The L.A. Dance Project comes to BAM with works by Justin Peck, William Forsythe, and company founder-director Benjamin Millepied.
What is it about Los Angeles that attracts artists? Even before the 1940s, many European musicians and writers fleeing the Nazis zipped right through culturally confident New York and joined the émigré filmmakers who settled on the west coast. Maybe it was the plethora of sunny days, the scent of eucalyptus and gardenia, the boisterous Pacific Ocean, the possibility of a backyard with an orange tree and a swimming pool. Despite the noisome traffic, those alluring qualities still exist and still draw artists westward.
Climate, of course, may be only one of the factors that drew Benjamin Millepied to found a small dance company in Los Angeles. Nevertheless the kind of company he created fits well into the sprawling city, and he has attracted local funding and support to fuel his desire to collaborate with visual artists and composers in building his group’s rather surprising profile. When Millepied retired from the New York City Ballet in 2011, he had performed major roles in the Balanchine repertory and been a protégé of Jerome Robbins. He had already been choreographing for ten years. But his Los Angeles venture, L.A. Dance Project, is not a ballet company, Although its dancers have all had extensive training in ballet, they are more well-rounded in terms of their backgrounds. Seven of the nine company members are Juilliard graduates, one has a degree from SUNY-Purchase, and all have considerable prior experience onstage. They’re up for choreographic collaboration and creative input.
The two new works that the L.A. Dance Project brought to the Brooklyn Academy of Music’s Howard Gilman Opera House show off their versatility, their dancing prowess, their ease on stage, and their closeness as a group—a closeness that seems to have influenced the choreography of Millepied’s Reflections and Justin Peck’s Murder Ballads.

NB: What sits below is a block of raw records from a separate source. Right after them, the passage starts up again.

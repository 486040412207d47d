//! Symmetric encryption of archive parts, delegated to an external tool.

use crate::config::{EncryptOptConfig, EncryptTool};
use crate::utils::cmd::{find_tool, ExternalCommand};
use crate::utils::errors::{BackupError, Result};
use std::io::Write;
use std::os::unix::fs::PermissionsExt;
use std::path::{Path, PathBuf};
use tempfile::NamedTempFile;
use tracing::info;

/// openssl reads the passphrase from this variable so it never shows in `ps`.
const PASS_ENV: &str = "DBBACKUP_ENCRYPT_PASS";

#[derive(Debug, Clone)]
pub struct Encryptor {
    tool: EncryptTool,
    program: PathBuf,
    passphrase: String,
    log_file: Option<PathBuf>,
}

impl Encryptor {
    /// `None` when encryption is off.
    pub fn from_config(cfg: &EncryptOptConfig, tool_dir: Option<&Path>) -> Result<Option<Self>> {
        if !cfg.encrypt_enable {
            return Ok(None);
        }
        if cfg.passphrase.is_empty() {
            return Err(BackupError::validation("encryption requires a passphrase"));
        }
        let name = match cfg.encrypt_tool {
            EncryptTool::Openssl => "openssl",
            EncryptTool::Xbcrypt => "xbcrypt",
        };
        Ok(Some(Self {
            tool: cfg.encrypt_tool,
            program: find_tool(name, None, tool_dir)?,
            passphrase: cfg.passphrase.clone(),
            log_file: None,
        }))
    }

    pub fn with_log(mut self, path: PathBuf) -> Self {
        self.log_file = Some(path);
        self
    }

    /// Suffix the tool appends to encrypted files.
    pub fn suffix(&self) -> &'static str {
        suffix_for(self.tool)
    }

    /// xbcrypt takes the passphrase from a file. The file is private to
    /// the owner and removed when dropped.
    fn key_file(&self) -> Result<Option<NamedTempFile>> {
        if !matches!(self.tool, EncryptTool::Xbcrypt) {
            return Ok(None);
        }
        let mut file = tempfile::Builder::new().prefix("xbcrypt-key-").tempfile()?;
        file.as_file()
            .set_permissions(std::fs::Permissions::from_mode(0o600))?;
        file.write_all(self.passphrase.as_bytes())?;
        file.flush()?;
        Ok(Some(file))
    }

    fn command(&self, decrypt: bool, input: &Path, output: &Path, key_file: Option<&Path>) -> ExternalCommand {
        let cmd = match self.tool {
            EncryptTool::Openssl => {
                let mut cmd = ExternalCommand::new("openssl", &self.program).arg("enc");
                if decrypt {
                    cmd = cmd.arg("-d");
                }
                cmd.args(["-aes-256-cbc", "-pbkdf2", "-salt"])
                    .arg("-in")
                    .arg(input.display().to_string())
                    .arg("-out")
                    .arg(output.display().to_string())
                    .arg("-pass")
                    .arg(format!("env:{}", PASS_ENV))
                    .env(PASS_ENV, &self.passphrase)
            }
            EncryptTool::Xbcrypt => {
                let mut cmd = ExternalCommand::new("xbcrypt", &self.program);
                if decrypt {
                    cmd = cmd.arg("--decrypt");
                }
                cmd = cmd.arg("--encrypt-algo=AES256");
                if let Some(key) = key_file {
                    cmd = cmd.arg(format!("--encrypt-key-file={}", key.display()));
                }
                cmd.arg(format!("--input={}", input.display()))
                    .arg(format!("--output={}", output.display()))
            }
        };
        match &self.log_file {
            Some(log) => cmd.log_to(log),
            None => cmd,
        }
    }

    /// Encrypt `path` to `<path><suffix>` and remove the plaintext.
    pub async fn encrypt(&self, path: &Path) -> Result<PathBuf> {
        let output = PathBuf::from(format!("{}{}", path.display(), self.suffix()));
        let key = self.key_file()?;
        self.command(false, path, &output, key.as_ref().map(|k| k.path()))
            .run()
            .await?;
        tokio::fs::remove_file(path).await?;
        info!(file = %output.display(), "Encrypted");
        Ok(output)
    }

    /// Decrypt `<name><suffix>` back to `<name>`, keeping the encrypted file.
    pub async fn decrypt(&self, path: &Path) -> Result<PathBuf> {
        let name = path.to_string_lossy();
        let plain = name.strip_suffix(self.suffix()).ok_or_else(|| {
            BackupError::validation(format!("{} does not end with {}", name, self.suffix()))
        })?;
        let output = PathBuf::from(plain);
        let key = self.key_file()?;
        self.command(true, path, &output, key.as_ref().map(|k| k.path()))
            .run()
            .await?;
        Ok(output)
    }
}

pub fn suffix_for(tool: EncryptTool) -> &'static str {
    match tool {
        EncryptTool::Openssl => ".enc",
        EncryptTool::Xbcrypt => ".xb",
    }
}

#[cfg(test)]
mod tests {
    use super::*;
    use tempfile::TempDir;

    fn encryptor(tool: EncryptTool) -> Encryptor {
        Encryptor {
            tool,
            program: PathBuf::from("/usr/bin/tool"),
            passphrase: "s3cret".to_string(),
            log_file: None,
        }
    }

    #[test]
    fn test_disabled_returns_none() {
        let cfg = EncryptOptConfig::default();
        assert!(Encryptor::from_config(&cfg, None).unwrap().is_none());
    }

    #[test]
    fn test_openssl_keeps_passphrase_out_of_argv() {
        let e = encryptor(EncryptTool::Openssl);
        assert!(e.key_file().unwrap().is_none());
        let cmd = e.command(false, Path::new("/b/t_0.tar"), Path::new("/b/t_0.tar.enc"), None);
        assert!(cmd.get_args().iter().all(|a| !a.contains("s3cret")));
        assert_eq!(e.suffix(), ".enc");
    }

    #[test]
    fn test_xbcrypt_reads_key_from_private_file() {
        let e = encryptor(EncryptTool::Xbcrypt);
        let key = e.key_file().unwrap().unwrap();
        assert_eq!(std::fs::read_to_string(key.path()).unwrap(), "s3cret");
        let mode = std::fs::metadata(key.path()).unwrap().permissions().mode();
        assert_eq!(mode & 0o777, 0o600);

        let cmd = e.command(true, Path::new("/b/t.tar.part_0.xb"), Path::new("/b/t.tar.part_0"), Some(key.path()));
        let args = cmd.get_args();
        assert!(args.iter().any(|a| a == "--decrypt"));
        assert!(args.contains(&format!("--encrypt-key-file={}", key.path().display())));
        assert!(args.iter().all(|a| !a.contains("s3cret")));
        assert!(!cmd.display().contains("s3cret"));
        assert_eq!(e.suffix(), ".xb");
    }

    #[tokio::test]
    async fn test_xbcrypt_key_file_lives_for_the_run() {
        let dir = TempDir::new().unwrap();
        let tool = dir.path().join("xbcrypt");
        std::fs::write(
            &tool,
            "#!/bin/sh\n\
             for a in \"$@\"; do case $a in --encrypt-key-file=*) k=${a#*=};; --output=*) o=${a#*=};; esac; done\n\
             cat \"$k\" > \"$o\"\n\
             echo \"$k\" > \"$o.key\"\n",
        )
        .unwrap();
        std::fs::set_permissions(&tool, std::fs::Permissions::from_mode(0o755)).unwrap();
        let e = Encryptor {
            program: tool,
            ..encryptor(EncryptTool::Xbcrypt)
        };

        let plain = e.decrypt(&dir.path().join("t.tar.part_0.xb")).await.unwrap();
        assert_eq!(std::fs::read_to_string(&plain).unwrap(), "s3cret");
        let key_path = std::fs::read_to_string(dir.path().join("t.tar.part_0.key")).unwrap();
        assert!(!Path::new(key_path.trim()).exists());
    }

    #[tokio::test]
    async fn test_decrypt_rejects_wrong_suffix() {
        let e = encryptor(EncryptTool::Openssl);
        let err = e.decrypt(Path::new("/b/t_0.tar")).await.unwrap_err();
        assert!(matches!(err, BackupError::Validation(_)));
    }
}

Peck’s piece is surprising, and these dancers, along with the nature of Millepied’s vision (and, maybe, all those sunny days) may have had something to do with his venturing in a new direction. Hitherto, Peck’s choreography (at least, those dances of his that I’ve seen) has fitted comfortably into the realm of contemporary ballet; he’s still a soloist in the New York City Ballet, as well as a Resident Choreographer there. Murder Ballads is not in the least balletic, unless you count a well-placed arabesque or two, but these are tossed off. It’s a dance with a great deal of loose, springy, athletic movement and impulsive behavior—all cleverly organized and put together.
Contrary to its title, Murder Ballads does not recycle Frankie-and-Johnny scenarios, although you can hear traces of folk songs or a fiddle tune coloring Bryce Dessner’s vivid, sometimes tumultuous score (played live at BAM by the members of eighth blackbird: Tim Munro, flutes; Michael J. Maccaferri, clarinets; Yvonne Lam, violin and viola; Nicholas Photinos, cello; Matthew Duvall, percussion; and Lisa Kaplan, piano). The dance’s visual component by Sterling Ruby is ambiguous, but gorgeous: a variously patterned patchwork of broad horizontal stripes bordered by vertical ones that is reminiscent of certain works by Rauschenberg. Brandon Stirling Baker’s lighting occasionally heats up one or another of the bands
In this setting, two dancers, Rachelle Rafailledes and Anthony Bryant, race onto the stage, dressed for sport (by Peck) and sliding on sockleted feet. One of the first things they do is sit down and put on the sneakers waiting for them onstage. Sneakers for all will be donned and taken off as the dance progresses—perhaps in some highly abstracted reference to leaving no tracks. Here’s another flash-by referral to ballad narratives: Aaron Carr, Morgan Lugo, Randy Castillo, and Stephanie Amauro) bend down and encircle Rafailledes in a kind of human stockade, and, when two strokes on a wood block sound, Bryant knocks sharply twice on the air and then pulls Rafailledes out of the clump. Later, he knocks again near a clump of dancers, but no sound reinforces the act this time, and it has no obvious result.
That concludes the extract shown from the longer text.